A Quantitative Social Network Analysis of the Character Relationships in the Mahabharata

Heritage 2023, 6(11), 7009-7030; https://doi.org/10.3390/heritage6110366
by Eren Gultepe * and Vivek Mathangi
Reviewer 1:
Reviewer 2: Anonymous
Reviewer 3: Anonymous
Heritage 2023, 6(11), 7009-7030; https://doi.org/10.3390/heritage6110366
Submission received: 24 August 2023 / Revised: 21 October 2023 / Accepted: 25 October 2023 / Published: 29 October 2023
(This article belongs to the Special Issue XR and Artificial Intelligence for Heritage)

Round 1

Reviewer 1 Report

Comments and Suggestions for Authors

Everything is fine like abstract, introduction with clear contribution, with gooa analysis.

Author Response

Please see the attachment.

Author Response File: Author Response.pdf

Reviewer 2 Report

Comments and Suggestions for Authors

This is an interesting paper which extends social analysis to non-English (or indeed European language texts, although the analysis was performed on an English translation.  The methods are quite traditional in this field, but the text studied is novel.  As such it is worthy of publication.

I did find the illustrations difficult to follow as there was insufficient contrast between the muddy background and yellow text.

Author Response

Please see the attachment.

Author Response File: Author Response.pdf

Reviewer 3 Report

Comments and Suggestions for Authors

The authors conducted a social network analysis of the main characters in the Indian epic Mahabharata. The motivation of this paper is good, and the method proposed in this paper are clearly described.

However, I think the following issues should be further concerned.

(1) It will be good if you expand the explanation of  Old English  repository in section 2.2.

(2) Why SVD is used rather than other methods?

(3) The position of the figure is far from its citation.

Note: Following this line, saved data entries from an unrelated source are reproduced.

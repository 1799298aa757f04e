//! Wire-format parsers.
//!
//! Three client/persisted formats are handled here:
//! - downloads request bodies (text, one list claim per line)
//! - gethash request bodies (text header + raw prefix payload)
//! - chunk files and directory index documents (the one true persisted format)
//!
//! The chunk file format is deliberately *not* delimiter-scanned for content:
//! only the `type:number:hashsize:length` header line is, and the payload is
//! then consumed by exact byte count, so hash bytes that happen to contain
//! newlines or colons cannot confuse the framing.

use crate::chunk::{Chunk, ChunkList, ChunkType};
use crate::error::{Error, Result};
use crate::MAX_CLAIMED_CHUNKS;
use bytes::Bytes;
use serde::Deserialize;
use std::collections::{BTreeMap, BTreeSet};

/// Longest plausible chunk-file header: `a:4294967295:32:4294967295` plus
/// newline. Anything longer means the input is not a chunk file.
const MAX_CHUNK_HEADER: usize = 32;

/// Shortest possible chunk-file header: `a:1:4:4`.
const MIN_CHUNK_HEADER: usize = 7;

/// Bounds on the gethash header line. A downloads-shaped body sent to the
/// gethash endpoint trips these before we try to parse integers out of it.
const MAX_GETHASH_HEADER: usize = 24;

/// Upper bound on a gethash payload (declared, in bytes).
const MAX_GETHASH_PAYLOAD: usize = 1 << 20;

/// One line of a downloads request: the list name and the chunk numbers the
/// client claims to already hold.
#[derive(Clone, Debug, Default, PartialEq, Eq)]
pub struct ListClaim {
    pub name: String,
    pub wants_mac: bool,
    pub adds: BTreeSet<u32>,
    pub subs: BTreeSet<u32>,
}

/// A parsed downloads request body.
#[derive(Clone, Debug, Default, PartialEq, Eq)]
pub struct DownloadsRequest {
    /// Client's size preference from an `s;<N>` first line, if present.
    pub size_hint: Option<u32>,
    pub claims: Vec<ListClaim>,
}

/// Parse a downloads request body.
///
/// `mac_allowed` is false for protocol 3.0 and newer, where a trailing `mac`
/// token is a hard error rather than a recorded preference.
pub fn parse_downloads(body: &str, mac_allowed: bool) -> Result<DownloadsRequest> {
    let mut parsed = DownloadsRequest::default();

    for (idx, line) in body.split('\n').enumerate() {
        let line = line.trim_end_matches('\r');
        if line.is_empty() {
            continue;
        }

        if let Some(rest) = line.strip_prefix("s;") {
            if idx != 0 {
                return Err(Error::Parse(
                    "size preference must be the first line".to_string(),
                ));
            }
            let size = rest.trim().parse::<u32>().map_err(|_| {
                Error::Parse(format!("invalid requested size \"{}\"", rest.trim()))
            })?;
            parsed.size_hint = Some(size);
            continue;
        }

        parsed.claims.push(parse_claim_line(line, mac_allowed)?);
    }

    Ok(parsed)
}

fn parse_claim_line(line: &str, mac_allowed: bool) -> Result<ListClaim> {
    let (name, spec) = line
        .split_once(';')
        .ok_or_else(|| Error::Parse(format!("malformed list line \"{line}\"")))?;

    let mut claim = ListClaim {
        name: name.to_string(),
        ..ListClaim::default()
    };

    let mut tokens: Vec<&str> = if spec.is_empty() {
        Vec::new()
    } else {
        spec.split(':').collect()
    };

    if tokens.last() == Some(&"mac") {
        if !mac_allowed {
            return Err(Error::Parse(format!(
                "MAC not supported in this protocol version (list \"{name}\")"
            )));
        }
        claim.wants_mac = true;
        tokens.pop();
    }

    // A bare `list-name;` claims nothing and is valid.
    if tokens.is_empty() || (tokens.len() == 1 && tokens[0].is_empty()) {
        return Ok(claim);
    }

    if tokens.len() % 2 != 0 {
        return Err(Error::Parse(format!(
            "odd chunk token count for list \"{name}\""
        )));
    }

    let mut expanded = 0usize;
    for pair in tokens.chunks(2) {
        let chunk_type = ChunkType::from_marker(pair[0])
            .map_err(|_| Error::Parse(format!("invalid chunk type \"{}\" for \"{name}\"", pair[0])))?;
        let target = match chunk_type {
            ChunkType::Add => &mut claim.adds,
            ChunkType::Sub => &mut claim.subs,
        };
        for piece in pair[1].split(',') {
            expand_chunk_piece(name, piece, target, &mut expanded)?;
        }
    }

    Ok(claim)
}

fn expand_chunk_piece(
    name: &str,
    piece: &str,
    target: &mut BTreeSet<u32>,
    expanded: &mut usize,
) -> Result<()> {
    if let Some((low, high)) = piece.split_once('-') {
        let low = low
            .parse::<u32>()
            .map_err(|_| Error::Parse(format!("invalid range \"{piece}\" for \"{name}\"")))?;
        let high = high
            .parse::<u32>()
            .map_err(|_| Error::Parse(format!("invalid range \"{piece}\" for \"{name}\"")))?;
        if low >= high {
            return Err(Error::Parse(format!(
                "inverted range \"{piece}\" for \"{name}\""
            )));
        }
        // Widened so a full-u32 range cannot overflow the count itself.
        let count = u64::from(high) - u64::from(low) + 1;
        if count > MAX_CLAIMED_CHUNKS as u64 {
            return Err(Error::Parse(format!(
                "claimed chunk count exceeds limit of {MAX_CLAIMED_CHUNKS} for \"{name}\""
            )));
        }
        *expanded += count as usize;
        if *expanded > MAX_CLAIMED_CHUNKS {
            return Err(Error::Parse(format!(
                "claimed chunk count exceeds limit of {MAX_CLAIMED_CHUNKS} for \"{name}\""
            )));
        }
        target.extend(low..=high);
    } else {
        let number = piece
            .parse::<u32>()
            .map_err(|_| Error::Parse(format!("invalid chunk \"{piece}\" for \"{name}\"")))?;
        *expanded += 1;
        if *expanded > MAX_CLAIMED_CHUNKS {
            return Err(Error::Parse(format!(
                "claimed chunk count exceeds limit of {MAX_CLAIMED_CHUNKS} for \"{name}\""
            )));
        }
        target.insert(number);
    }
    Ok(())
}

/// Parse a gethash request body into the set of unique prefixes it carries.
pub fn parse_gethash(body: &Bytes) -> Result<BTreeSet<Bytes>> {
    let eoh = body
        .iter()
        .take(MAX_GETHASH_HEADER)
        .position(|&b| b == b'\n')
        .ok_or_else(|| Error::Parse("gethash header missing or too long".to_string()))?;

    let header = std::str::from_utf8(&body[..eoh])
        .map_err(|_| Error::Parse("gethash header is not valid text".to_string()))?;
    let (prefix_len, payload_len) = header
        .split_once(':')
        .ok_or_else(|| Error::Parse(format!("malformed gethash header \"{header}\"")))?;
    let prefix_len: usize = prefix_len
        .parse()
        .map_err(|_| Error::Parse(format!("non-integer prefix length \"{prefix_len}\"")))?;
    let payload_len: usize = payload_len
        .parse()
        .map_err(|_| Error::Parse(format!("non-integer payload length \"{payload_len}\"")))?;

    if prefix_len == 0 || prefix_len > crate::DIGEST_SIZE {
        return Err(Error::Parse(format!(
            "prefix length out of range: {prefix_len}"
        )));
    }
    if payload_len == 0 || payload_len % prefix_len != 0 {
        return Err(Error::Parse(format!(
            "payload length {payload_len} is not a positive multiple of prefix length {prefix_len}"
        )));
    }
    if payload_len > MAX_GETHASH_PAYLOAD {
        return Err(Error::Parse(format!(
            "payload length {payload_len} exceeds limit of {MAX_GETHASH_PAYLOAD}"
        )));
    }

    let start = eoh + 1;
    let actual = body.len() - start;
    if actual < payload_len {
        return Err(Error::Parse(format!(
            "gethash payload truncated: declared {payload_len} bytes, got {actual}"
        )));
    }
    if actual > payload_len {
        return Err(Error::Parse(format!(
            "gethash length mismatch: client claimed {} bytes, read {}",
            start + payload_len,
            body.len()
        )));
    }

    let mut prefixes = BTreeSet::new();
    let mut pos = start;
    while pos < start + payload_len {
        prefixes.insert(body.slice(pos..pos + prefix_len));
        pos += prefix_len;
    }
    Ok(prefixes)
}

/// Parse a chunk file: back-to-back `<a|s>:<num>:<hashSize>:<len>\n<payload>`
/// records, tolerant of stray newlines between records.
pub fn parse_chunk_file(data: &Bytes) -> Result<ChunkList> {
    let mut chunks = ChunkList::new();
    let mut pos = 0usize;

    loop {
        while pos < data.len() && data[pos] == b'\n' {
            pos += 1;
        }
        if pos >= data.len() {
            break;
        }

        let window_end = (pos + MAX_CHUNK_HEADER).min(data.len());
        let eol = data[pos..window_end]
            .iter()
            .position(|&b| b == b'\n')
            .ok_or_else(|| {
                Error::Parse(format!(
                    "chunk header missing newline within {MAX_CHUNK_HEADER} bytes at offset {pos}"
                ))
            })?;
        if eol < MIN_CHUNK_HEADER {
            return Err(Error::Parse(format!(
                "impossibly short chunk header at offset {pos}"
            )));
        }

        let header = std::str::from_utf8(&data[pos..pos + eol])
            .map_err(|_| Error::Parse(format!("chunk header is not valid text at offset {pos}")))?;
        let fields: Vec<&str> = header.split(':').collect();
        if fields.len() != 4 {
            return Err(Error::Parse(format!(
                "incorrect number of colons in chunk header \"{header}\""
            )));
        }

        let chunk_type = ChunkType::from_marker(fields[0])
            .map_err(|_| Error::Parse(format!("invalid chunk type in header \"{header}\"")))?;
        let number: u32 = fields[1]
            .parse()
            .map_err(|_| Error::Parse(format!("non-integer chunk number in \"{header}\"")))?;
        let hash_size: usize = fields[2]
            .parse()
            .map_err(|_| Error::Parse(format!("non-integer hash size in \"{header}\"")))?;
        let payload_len: usize = fields[3]
            .parse()
            .map_err(|_| Error::Parse(format!("non-integer payload length in \"{header}\"")))?;

        if hash_size != crate::PREFIX_SIZE && hash_size != crate::DIGEST_SIZE {
            return Err(Error::Parse(format!(
                "unsupported hash size {hash_size} in \"{header}\""
            )));
        }
        if payload_len % hash_size != 0 {
            return Err(Error::Parse(format!(
                "payload length not a multiple of hash size in \"{header}\""
            )));
        }

        let payload_start = pos + eol + 1;
        let payload_end = payload_start + payload_len;
        if payload_end > data.len() {
            return Err(Error::Parse(format!(
                "chunk data truncated for chunk {number}"
            )));
        }

        let hashes = (payload_start..payload_end)
            .step_by(hash_size)
            .map(|at| data.slice(at..at + hash_size));
        chunks.insert(Chunk::new(chunk_type, number, hash_size, hashes)?)?;

        pos = payload_end;
    }

    Ok(chunks)
}

/// A reference to one chunk file within a directory index.
///
/// Hash and prefix hints may be present in the document but are informational
/// only; chunk content is always re-derived from the referenced file.
#[derive(Clone, Debug, Deserialize)]
pub struct ChunkRef {
    pub path: String,
    #[serde(default)]
    pub hashes: Option<Vec<String>>,
    #[serde(default)]
    pub prefixes: Option<Vec<String>>,
}

/// A directory index document: metadata plus chunk-number → file mappings.
#[derive(Clone, Debug, Deserialize)]
pub struct DirectoryIndex {
    #[serde(default)]
    pub name: Option<String>,
    #[serde(default)]
    pub basedir: Option<String>,
    chunks: BTreeMap<String, ChunkRef>,
}

impl DirectoryIndex {
    /// Chunk entries as `(number, relative path)`, ascending by number.
    ///
    /// Paths are joined with `basedir` when one is set. `/` is used as the
    /// separator regardless of platform since the same index shape is served
    /// from object stores.
    pub fn entries(&self) -> Result<Vec<(u32, String)>> {
        let mut out = Vec::with_capacity(self.chunks.len());
        for (key, chunk_ref) in &self.chunks {
            let number: u32 = key.parse().map_err(|_| {
                Error::Parse(format!("non-integer chunk number \"{key}\" in index"))
            })?;
            let path = match &self.basedir {
                Some(base) if !base.is_empty() => {
                    format!("{}/{}", base.trim_end_matches('/'), chunk_ref.path)
                }
                _ => chunk_ref.path.clone(),
            };
            out.push((number, path));
        }
        out.sort_unstable_by_key(|(n, _)| *n);
        Ok(out)
    }
}

/// Parse a directory index document.
pub fn parse_directory_index(data: &[u8]) -> Result<DirectoryIndex> {
    serde_json::from_slice(data)
        .map_err(|e| Error::Parse(format!("invalid directory index: {e}")))
}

It is recommended to adjust the placement of the figures and cite them in the proper order.

(4) Please add the description of the algorithms in sections 2.3.1 and 2.4.3, and briefly explain their complexity.

(5) Please supplement the training method, loss function and other relevant descriptions for the lw-KNN algorithm.

(6) It will be good if you expand the explanation of "(F(2, 59) = 192.24, p < 0.001) " " (t(18) = 22.80, p < 0.001)" and other similar words  in section 3.2.

(7) Can lw-KNN algorithm be applied to other literary works? Has it been compared to other baseline models? please provide relevant data (if applicable) .

(8) The references listed are pretty old, and recent works should be added. 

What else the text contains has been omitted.